HÁ 90 ANOS: COM AS BÊNÇÃOS DE NAZARETH, O PRIMEIRO RECITAL DE CARMEN MIRANDA

Pedro Paulo Malta 29.03.2019

Revista "O Violão", fevereiro de 1929 / Reprodução: Hemeroteca Digital da Biblioteca Nacional

Grisalho, no centro do grupo, Ernesto Nazareth era o único rosto conhecido entre os quinze que apareciam na foto publicada pela revista "O Violão" em sua edição de fevereiro de 1929. Nela, vemos o compositor de “Brejeiro” e “Odeon” entre músicos amadores que tinham participado de um festival realizado em 7 de fevereiro de 1929 no Instituto Nacional de Música (atual Escola de Música da UFRJ), localizado na Rua do Passeio, Centro do Rio. Uma imagem que seria apenas mais uma, não fosse a presença – na foto e no evento – de outro grande nome da música brasileira: a jovem Carmen Miranda, a segunda (da esquerda para a direita) entre as quatro moças que empunham violões. Naquela época, ela era uma vendedora de chapéus que estava a dois dias de completar 20 anos e figurava entre os talentos amadores selecionados para o recital.
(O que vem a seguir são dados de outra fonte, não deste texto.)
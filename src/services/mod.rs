pub mod qr_service;
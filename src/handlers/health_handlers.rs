use actix_web::{HttpResponse, web};

use crate::state::app_state::AppState;

pub async fn health_check(state: web::Data<AppState>) -> HttpResponse {
    // The storage directory is the only dependency
    let storage_ok = tokio::fs::metadata(&state.config.qr_directory)
        .await
        .map(|meta| meta.is_dir())
        .unwrap_or(false);

    if storage_ok {
        HttpResponse::Ok().json(serde_json::json!({ "success": true }))
    } else {
        HttpResponse::InternalServerError()
            .json(serde_json::json!({ "success": false, "error": "QR code storage unavailable" }))
    }
}
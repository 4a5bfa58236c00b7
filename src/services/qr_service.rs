use std::io::ErrorKind;
use std::path::Path;

use anyhow::{Context, Result};
use image::{ImageFormat, Rgb};
use log::warn;
use qrcode::QrCode;

use crate::models::qr_code::StoredQrCode;
use crate::utils::filename::url_from_qr_filename;

/// Writes a QR image for `url` to `path`. The path may carry a non-image extension.
pub trait QrGenerator: Send + Sync {
    fn generate(
        &self,
        url: &str,
        path: &Path,
        fill: Rgb<u8>,
        back: Rgb<u8>,
        size: u32,
    ) -> Result<()>;
}

/// Renders PNG files with the `qrcode` and `image` crates.
pub struct PngQrGenerator;

impl QrGenerator for PngQrGenerator {
    fn generate(
        &self,
        url: &str,
        path: &Path,
        fill: Rgb<u8>,
        back: Rgb<u8>,
        size: u32,
    ) -> Result<()> {
        let code = QrCode::new(url.as_bytes()).context("failed to generate QR code")?;
        let image = code
            .render::<Rgb<u8>>()
            .dark_color(fill)
            .light_color(back)
            .quiet_zone(true)
            .module_dimensions(size, size)
            .build();
        image
            .save_with_format(path, ImageFormat::Png)
            .with_context(|| format!("failed to write QR code to {}", path.display()))?;
        Ok(())
    }
}

/// Render into a temp file next to `final_path`, then rename it into place.
///
/// `final_path` only ever holds a complete image. A failed render leaves nothing
/// behind, and concurrent renders of the same URL replace each other whole.
pub fn store_qr_code(
    generator: &dyn QrGenerator,
    url: &str,
    final_path: &Path,
    fill: Rgb<u8>,
    back: Rgb<u8>,
    size: u32,
) -> Result<()> {
    let dir = final_path
        .parent()
        .with_context(|| format!("{} has no parent directory", final_path.display()))?;
    // `.part` keeps the temp file out of listings and download lookups.
    let temp = tempfile::Builder::new()
        .prefix(".qr-")
        .suffix(".png.part")
        .tempfile_in(dir)
        .with_context(|| format!("failed to create temp file in {}", dir.display()))?;

    // On error the temp file is removed when `temp` drops.
    generator.generate(url, temp.path(), fill, back, size)?;

    temp.persist(final_path)
        .with_context(|| format!("failed to move QR code into {}", final_path.display()))?;
    Ok(())
}

/// Every stored QR image whose filename decodes back to a URL, sorted by filename.
pub async fn list_qr_codes(dir: &Path) -> Result<Vec<StoredQrCode>> {
    let mut entries = tokio::fs::read_dir(dir)
        .await
        .with_context(|| format!("failed to read {}", dir.display()))?;

    let mut codes = Vec::new();
    while let Some(entry) = entries.next_entry().await? {
        let Ok(filename) = entry.file_name().into_string() else {
            continue;
        };
        if !filename.ends_with(".png") {
            continue;
        }
        match url_from_qr_filename(&filename) {
            Ok(url) => codes.push(StoredQrCode { filename, url }),
            Err(e) => warn!("Skipping {}: {}", filename, e),
        }
    }

    codes.sort_by(|a, b| a.filename.cmp(&b.filename));
    Ok(codes)
}

/// Remove a stored QR image. Returns `false` if it did not exist.
pub async fn delete_qr_code(path: &Path) -> Result<bool> {
    match tokio::fs::remove_file(path).await {
        Ok(()) => Ok(true),
        Err(e) if e.kind() == ErrorKind::NotFound => Ok(false),
        Err(e) => Err(e).with_context(|| format!("failed to delete {}", path.display())),
    }
}
pub mod color;
pub mod filename;
pub mod jwt;
pub mod links;
use actix_web::http::{StatusCode, header};
use actix_web::{Error, HttpResponse, error};
use serde::{Deserialize, Serialize};

#[derive(Debug, Serialize, Deserialize)]
pub struct ErrorDetail {
    pub detail: serde_json::Value,
}

impl ErrorDetail {
    pub fn new(detail: impl Serialize) -> Self {
        Self {
            detail: serde_json::to_value(detail).unwrap_or(serde_json::Value::Null),
        }
    }
}

/// Build a JSON error response of the form `{"detail": ...}`.
pub fn error_response(status: StatusCode, detail: impl Serialize) -> HttpResponse {
    HttpResponse::build(status).json(ErrorDetail::new(detail))
}

/// Same as [`error_response`] but as an `actix_web::Error`, for `?` and extractor configs.
pub fn json_error<E>(cause: E, status: StatusCode, detail: impl Serialize) -> Error
where
    E: std::fmt::Debug + std::fmt::Display + 'static,
{
    error::InternalError::from_response(cause, error_response(status, detail)).into()
}

pub fn unauthorized_response(detail: &str) -> HttpResponse {
    HttpResponse::Unauthorized()
        .insert_header((header::WWW_AUTHENTICATE, "Bearer"))
        .json(ErrorDetail::new(detail))
}
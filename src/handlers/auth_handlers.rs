use actix_web::http::StatusCode;
use actix_web::{HttpResponse, Result, web};
use bcrypt::verify;
use log::{info, warn};

use crate::state::app_state::AppState;
use crate::structs::auth::{TokenRequest, TokenResponse};
use crate::structs::error::{json_error, unauthorized_response};
use crate::utils::jwt::create_token;

/// OAuth2 password flow: trade admin credentials for a bearer token.
pub async fn login(
    app_state: web::Data<AppState>,
    web::Form(req): web::Form<TokenRequest>,
) -> Result<HttpResponse> {
    let config = &app_state.config;

    // Verify password
    let password_matches = req.username == config.admin_username
        && verify(&req.password, &config.admin_password_hash).map_err(|e| {
            json_error(
                e,
                StatusCode::INTERNAL_SERVER_ERROR,
                "Password verification failed",
            )
        })?;

    if !password_matches {
        warn!("Failed login for {}", req.username);
        return Ok(unauthorized_response("Incorrect username or password"));
    }

    // Generate JWT token
    let access_token = create_token(&config.jwt_secret, &req.username, config.token_ttl_minutes)
        .map_err(|e| {
            json_error(
                format!("{:#}", e),
                StatusCode::INTERNAL_SERVER_ERROR,
                "Token generation failed",
            )
        })?;

    info!("Issued token for {}", req.username);
    Ok(HttpResponse::Ok().json(TokenResponse {
        access_token,
        token_type: "bearer".to_string(),
    }))
}
use crate::structs::qr_request::Link;

/// What the caller just did, which decides the links it is offered next.
#[derive(Debug, Clone, Copy, PartialEq, Eq)]
pub enum LinkAction {
    Create,
    List,
    Delete,
}

/// Build the HATEOAS links for a QR code resource.
pub fn generate_links(
    action: LinkAction,
    qr_filename: &str,
    base_url: &str,
    download_url: &str,
) -> Vec<Link> {
    match action {
        LinkAction::Create | LinkAction::List => vec![
            Link::new("download", download_url.to_string(), "GET"),
            Link::new(
                "delete",
                format!("{}/qr-codes/{}", base_url, qr_filename),
                "DELETE",
            ),
        ],
        LinkAction::Delete => vec![Link::new("list", format!("{}/qr-codes/", base_url), "GET")],
    }
}
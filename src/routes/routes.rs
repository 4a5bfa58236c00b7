use actix_web::http::StatusCode;
use actix_web::web;

use crate::handlers::auth_handlers::login;
use crate::handlers::health_handlers::health_check;
use crate::handlers::qr_handlers::{
    create_qr_code, delete_qr_code, download_qr_code, list_qr_codes,
};
use crate::middlewares::authmw::JwtAuth;
use crate::structs::error::json_error;

/// Malformed bodies are schema violations, reported as 422 like field errors.
fn extractor_configs(cfg: &mut web::ServiceConfig) {
    cfg.app_data(web::JsonConfig::default().error_handler(|err, _req| {
        let detail = err.to_string();
        json_error(err, StatusCode::UNPROCESSABLE_ENTITY, detail)
    }));
    cfg.app_data(web::FormConfig::default().error_handler(|err, _req| {
        let detail = err.to_string();
        json_error(err, StatusCode::UNPROCESSABLE_ENTITY, detail)
    }));
}

/// Configure the routes
pub fn init_routes(cfg: &mut web::ServiceConfig, download_folder: &str) {
    extractor_configs(cfg);

    // Public routes - no auth required
    cfg.route("/token", web::post().to(login));
    cfg.route("/health", web::get().to(health_check));
    cfg.route(
        &format!("/{}/{{qr_filename}}", download_folder),
        web::get().to(download_qr_code),
    );

    // QR code routes - require a bearer token
    cfg.service(
        web::scope("/qr-codes")
            .wrap(JwtAuth)
            .route("/", web::post().to(create_qr_code))
            .route("/", web::get().to(list_qr_codes))
            .route("/{qr_filename}", web::delete().to(delete_qr_code)),
    );
}
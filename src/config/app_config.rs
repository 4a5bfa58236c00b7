use std::env;
use std::path::PathBuf;

use anyhow::{Context, Result, bail};
use bcrypt::{DEFAULT_COST, hash};
use image::Rgb;

use crate::utils::color::parse_color;

/// Process-wide settings, read once at startup and never mutated.
#[derive(Debug, Clone)]
pub struct AppConfig {
    pub host: String,
    pub port: u16,
    pub qr_directory: PathBuf,
    /// Public base URL without a trailing slash.
    pub server_base_url: String,
    /// Route prefix the PNG files are served under, without slashes.
    pub download_folder: String,
    pub fill_color: Rgb<u8>,
    pub back_color: Rgb<u8>,
    pub jwt_secret: String,
    pub token_ttl_minutes: i64,
    pub admin_username: String,
    pub admin_password_hash: String,
}

fn var_or(key: &str, default: &str) -> String {
    env::var(key).unwrap_or_else(|_| default.to_string())
}

impl AppConfig {
    pub fn from_env() -> Result<Self> {
        let port = var_or("PORT", "8000")
            .parse::<u16>()
            .context("PORT must be a valid port number")?;
        let token_ttl_minutes = var_or("ACCESS_TOKEN_EXPIRE_MINUTES", "30")
            .parse::<i64>()
            .context("ACCESS_TOKEN_EXPIRE_MINUTES must be an integer")?;

        let fill_color = parse_color(&var_or("FILL_COLOR", "red")).context("FILL_COLOR")?;
        let back_color = parse_color(&var_or("BACK_COLOR", "white")).context("BACK_COLOR")?;

        let jwt_secret = env::var("JWT_SECRET").context("JWT_SECRET not set")?;
        let admin_password = env::var("ADMIN_PASSWORD").context("ADMIN_PASSWORD not set")?;
        let admin_password_hash =
            hash(admin_password, DEFAULT_COST).context("Failed to hash ADMIN_PASSWORD")?;

        let download_folder = var_or("SERVER_DOWNLOAD_FOLDER", "downloads")
            .trim_matches('/')
            .to_string();
        if download_folder.is_empty() || download_folder == "qr-codes" {
            bail!("SERVER_DOWNLOAD_FOLDER must be a non-empty prefix other than qr-codes");
        }

        Ok(Self {
            host: var_or("HOST_BIND", "127.0.0.1"),
            port,
            qr_directory: PathBuf::from(var_or("QR_CODE_DIR", "./qr_codes")),
            server_base_url: var_or("SERVER_BASE_URL", "http://localhost:8000")
                .trim_end_matches('/')
                .to_string(),
            download_folder,
            fill_color,
            back_color,
            jwt_secret,
            token_ttl_minutes,
            admin_username: var_or("ADMIN_USER", "admin"),
            admin_password_hash,
        })
    }

    /// Externally reachable URL of a stored QR image.
    pub fn download_url(&self, qr_filename: &str) -> String {
        format!(
            "{}/{}/{}",
            self.server_base_url, self.download_folder, qr_filename
        )
    }

    pub fn qr_path(&self, qr_filename: &str) -> PathBuf {
        self.qr_directory.join(qr_filename)
    }
}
Nesta foto está, portanto, o registro do único encontro entre a cantora – a alguns anos de se tornar a artista brasileira de maior projeção internacional – com “o rei do tango”, já então consagrado e veterano (aos 65 anos), cumprindo o papel de chamariz para o evento, que teria a renda revertida para a Policlínica de Botafogo. Ao lado de Carmen, na extrema esquerda da foto, está sua irmã Aurora, então com 13 anos.

Foi a primeira vez que a Pequena Notável se apresentou para uma plateia, na qual, segundo o biógrafo da cantora, Ruy Castro, estavam os pais e irmãos dela, desfazendo “a história que Carmen inventaria anos depois (e repetiria inúmeras vezes), de que começara a cantar às escondidas do pai”. O biógrafo informa também que foram quatro os números musicais apresentados por ela, entre eles dois tangos: “Caminito” (Juan de Dios Filiberto e Gabino Coria Peñaloza) e “Che, papusa, oi” (Hernán Matos Rodríguez e Domingo Enrico Cardícamo).

O repertório da aspirante a cantora tinha também “Chora violão” (composição de seu professor de música, Josué de Barros) e “Linda Flor”, música de Henrique Vogeler com letra de Cândido Costa que havia sido lançada em agosto de 1928, no Teatro Carlos Gomes, pela cantora Dulce de Almeida. No fim de 1929, “Linda flor” seria rebatizada com o nome de “Ai, ioiô” (agora com letra de Luiz Peixoto), fazendo muito sucesso na voz de Aracy Cortes. Curiosamente, nenhuma das quatro músicas foi gravada por Carmen ao longo de sua carreira.

Clique aqui para ouvir Carlos Gardel cantando “Caminito” ou aqui para ouvi-lo interpretando “Che, papusa, oi”. Já “Chora, violão” pode ser ouvida aqui, na interpretação de Araci Cortes, e “Linda flor” aqui, cantada no vozeirão de Vicente Celestino.

Embora Josué de Barros tenha participado do festival no Instituto Nacional de Música, quem acompanhou Carmen Miranda nos quatro números musicais foi o pianista e compositor Júlio de Oliveira, como destacou o cronista Jota Efegê em sua coluna publicada em O Jornal (08-10-1967): “Perante uma assistência pública e certamente algo inibida por estar se apresentando no salão de uma escola em que os cânones da música deviam ser observados atentamente, a garota, chapeleira de profissão, poderia fracassar. Mas Júlio de Oliveira, apesar de sua formação didática, nas incursões que fazia pelo popularesco, sabia lhe dar a exatidão propícia.”

Não há registro de que os caminhos de Carmen Miranda e Ernesto Nazareth tenham se cruzado depois do recital em fevereiro de 1929. Quase um ano depois, a cantora gravou a canção “Pra você gostar de mim” (Joubert de Carvalho), que se tornaria seu primeiro de muitos sucessos. Já o pianista, em 1930, fez sua última composição (a valsa “Resignação”), dedicando-se principalmente aos recitais nessa fase final de sua vida – Nazareth faleceu em 4 de fevereiro de 1934, a pouco mais de um mês de completar 71 anos.